Das Gericht erkennt:
1.         Die Beschwerde wird abgewiesen.
2.         Der unentgeltliche Rechtsvertreter des Beschwerdeführers, Rechtsanwalt Markus Bischoff, Zürich, wird mit Fr.  2'115.70 (inkl. Barauslagen und MWSt) aus der Gerichtskasse entschädigt. Der Beschwerdeführer wird auf § 92 ZPO hingewiesen.
3.           Zustellung gegen Empfangsschein an:
- Rechtsanwalt Markus Bischoff
- Schweizerische Mobiliar Versicherungsgesellschaft
- Bundesamt für Gesundheit
4.         Gegen diesen Entscheid kann innert 30 Tagen seit der Zustellung beim Bundesgericht Beschwerde eingereicht werden (Art. 82 ff. in Verbindung mit Art. 90 ff. des Bundesgesetzes über das Bundesgericht, BGG).
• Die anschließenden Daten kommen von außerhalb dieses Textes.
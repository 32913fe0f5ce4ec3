//! Symbolic computation on single-variable real functions.
//!
//! Functions are built as immutable expression trees out of constants, the identity function,
//! the named elementary functions (`exp`, `log`, `sin`, `cos`), and the combinators sum,
//! product, composition and power. Every tree can be evaluated at a point, differentiated
//! symbolically, simplified, and rendered as text.
//!
//! ```
//! use realfn_compute::symbolic::Expr;
//!
//! // 2x^2 + x
//! let f = Expr::constant(2.0)
//!     .product(Expr::identity().power(2.0))
//!     .sum(Expr::identity());
//! assert_eq!(f.to_string(), "2 * x^2 + x");
//!
//! let df = f.derivative().simplify();
//! assert_eq!(df.eval(1.0), 5.0);
//! ```
//!
//! # Features
//!
//! - `numerical` (default): numerical helpers such as finite differences and parallel sampling
//! of an expression over an interval.

pub mod consts;
pub mod numerical;
pub mod symbolic;
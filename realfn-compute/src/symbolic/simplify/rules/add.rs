//! Simplification rules for sums.

use log::trace;
use crate::symbolic::{expr::Expr, simplify::step::Step, step_collector::StepCollector};
use super::constant::folded;

/// `2+3 = 5`
pub fn add_constants(
    f: &Expr,
    g: &Expr,
    step_collector: &mut dyn StepCollector<Step>,
) -> Option<Expr> {
    let sum = f.as_constant()? + g.as_constant()?;
    trace!("folding {} + {} into {}", f, g, sum);
    step_collector.push(Step::AddConstants);
    Some(folded(sum, step_collector))
}

/// `0+a = a`
/// `a+0 = a`
pub fn add_zero(
    f: &Expr,
    g: &Expr,
    step_collector: &mut dyn StepCollector<Step>,
) -> Option<Expr> {
    let other = if f.is_zero() {
        g
    } else if g.is_zero() {
        f
    } else {
        return None;
    };

    step_collector.push(Step::AddZero);
    Some(other.clone())
}

/// Applies all addition rules to the simplified terms `f` and `g`.
pub fn all(f: &Expr, g: &Expr, step_collector: &mut dyn StepCollector<Step>) -> Option<Expr> {
    add_constants(f, g, step_collector)
        .or_else(|| add_zero(f, g, step_collector))
}
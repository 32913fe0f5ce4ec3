mod catalog;
mod command;
mod error;
mod exec;

use log::{error, info};
use rustyline::{error::ReadlineError, DefaultEditor};
use std::io::{self, BufRead, IsTerminal};

/// Runs the given line of input, printing the output or reporting the error. Returns `false` if
/// the line failed.
fn run_line(input: &str) -> bool {
    match exec::run(input) {
        Ok(output) => {
            if !output.is_empty() {
                println!("{}", output);
            }
            true
        },
        Err(err) => {
            if let Err(io_err) = err.report_to_stderr("input", input) {
                error!("could not report error: {}", io_err);
            }
            false
        },
    }
}

/// Reads a line from the editor and runs it.
fn process_line(rl: &mut DefaultEditor) -> Result<(), ReadlineError> {
    let input = rl.readline("> ")?;
    if input.trim().is_empty() {
        return Ok(());
    }

    rl.add_history_entry(&input)?;

    run_line(&input);
    Ok(())
}

fn main() {
    env_logger::init();

    let args = std::env::args().skip(1).collect::<Vec<_>>();
    if !args.is_empty() {
        // run the command given on the command line
        if !run_line(&args.join(" ")) {
            std::process::exit(1);
        }
    } else if !io::stdin().is_terminal() {
        // run each line from stdin
        let mut failed = false;
        for line in io::stdin().lock().lines() {
            match line {
                Ok(line) => failed |= !run_line(&line),
                Err(err) => {
                    error!("could not read from stdin: {}", err);
                    std::process::exit(1);
                },
            }
        }

        if failed {
            std::process::exit(1);
        }
    } else {
        // run the repl / interactive mode
        let mut rl = match DefaultEditor::new() {
            Ok(rl) => rl,
            Err(err) => {
                eprintln!("{}", err);
                std::process::exit(1);
            },
        };
        info!("starting interactive mode");
        println!("type `help` for a list of commands, `list` for the example functions");

        loop {
            if let Err(err) = process_line(&mut rl) {
                match err {
                    ReadlineError::Eof | ReadlineError::Interrupted => (),
                    _ => eprintln!("{}", err),
                }
                break;
            }
        }
    }
}
//! Symbolic manipulation of single-variable real functions.
//!
//! # Expression representation
//!
//! Functions are represented as a tree of [`Expr`] handles, each pointing at an immutable
//! [`Node`]. Unlike a general computer-algebra expression, there are no named variables: every
//! node is itself a function of one real argument, and trees are combined with sums, products
//! and compositions. For example, `sin(x^2)` is the composition of [`Expr::sin`] with the square
//! of the identity function:
//!
//! ```
//! use realfn_compute::symbolic::Expr;
//!
//! let f = Expr::sin().compose(Expr::identity().power(2.0));
//! assert_eq!(f.to_string(), "sin(x^2)");
//! assert_eq!(f.eval(0.0), 0.0);
//! ```
//!
//! Children are shared through reference counting, so cloning an [`Expr`] is cheap and trees
//! can be evaluated from several threads at once.
//!
//! # Differentiation
//!
//! [`Expr::derivative`] returns a brand new tree built with the sum, product and chain rules. The
//! receiver is never modified. Derivative trees are not simplified as they are built, so
//! repeated differentiation grows quickly unless [`simplify()`] is applied in between (see
//! [`Expr::nth_derivative_simplified`]).
//!
//! # Simplification
//!
//! [`simplify()`] rewrites a tree bottom-up, absorbing multiplications by `0` and `1`, additions
//! of `0`, and folding arithmetic on constants. It is a single pass and is idempotent: simplifying
//! an already simplified tree returns an equivalent tree that renders identically.
//!
//! ```
//! use realfn_compute::symbolic::{simplify, Expr};
//!
//! let f = Expr::constant(2.0) * Expr::constant(3.0) + Expr::zero();
//! assert_eq!(simplify(&f).to_string(), "6");
//! ```
//!
//! For more information, see the [`mod@simplify`] module.

pub mod derivative;
pub mod expr;
pub mod simplify;
pub mod step_collector;

pub use expr::{Expr, Named, Node};
pub use simplify::{simplify, simplify_with_steps};
pub use step_collector::StepCollector;
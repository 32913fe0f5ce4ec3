/// Possible simplification steps.
#[derive(Debug, Clone, Copy, PartialEq, Eq, Hash)]
pub enum Step {
    /// `0`, `1` and `-1` are replaced by their canonical instances
    CanonicalConstant,

    /// `0+a = a`
    /// `a+0 = a`
    AddZero,

    /// `2+3 = 5`
    AddConstants,

    /// `0*a = 0`
    /// `a*0 = 0`
    MultiplyZero,

    /// `1*a = a`
    /// `a*1 = a`
    MultiplyOne,

    /// `2*3 = 6`
    MultiplyConstants,

    /// `x^0 = 1`
    PowerZero,

    /// `x^1 = x`
    PowerOne,
}

impl std::fmt::Display for Step {
    fn fmt(&self, f: &mut std::fmt::Formatter<'_>) -> std::fmt::Result {
        let text = match self {
            Self::CanonicalConstant => "use the canonical constant",
            Self::AddZero => "0 + a = a",
            Self::AddConstants => "fold the sum of two constants",
            Self::MultiplyZero => "0 * a = 0",
            Self::MultiplyOne => "1 * a = a",
            Self::MultiplyConstants => "fold the product of two constants",
            Self::PowerZero => "x^0 = 1",
            Self::PowerOne => "x^1 = x",
        };
        f.write_str(text)
    }
}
Die Frist steht während folgender Zeiten still: vom siebten Tag vor Ostern bis und mit dem siebten Tag nach Ostern, vom 15. Juli bis und mit 15. August sowie vom 18. Dezember bis und mit dem 2. Januar (Art. 46 BGG).
           Die Beschwerdeschrift ist dem Bundesgericht, Schweizerhofquai 6, 6004 Luzern, zuzustellen.
           Die Beschwerdeschrift hat die Begehren, deren Begründung mit Angabe der Beweismittel und die Unterschrift zu enthalten; der angefochtene Entscheid sowie die als
           Beweismittel angerufenen Urkunden sind beizulegen, soweit die Partei sie in Händen hat (Art. 42 BGG).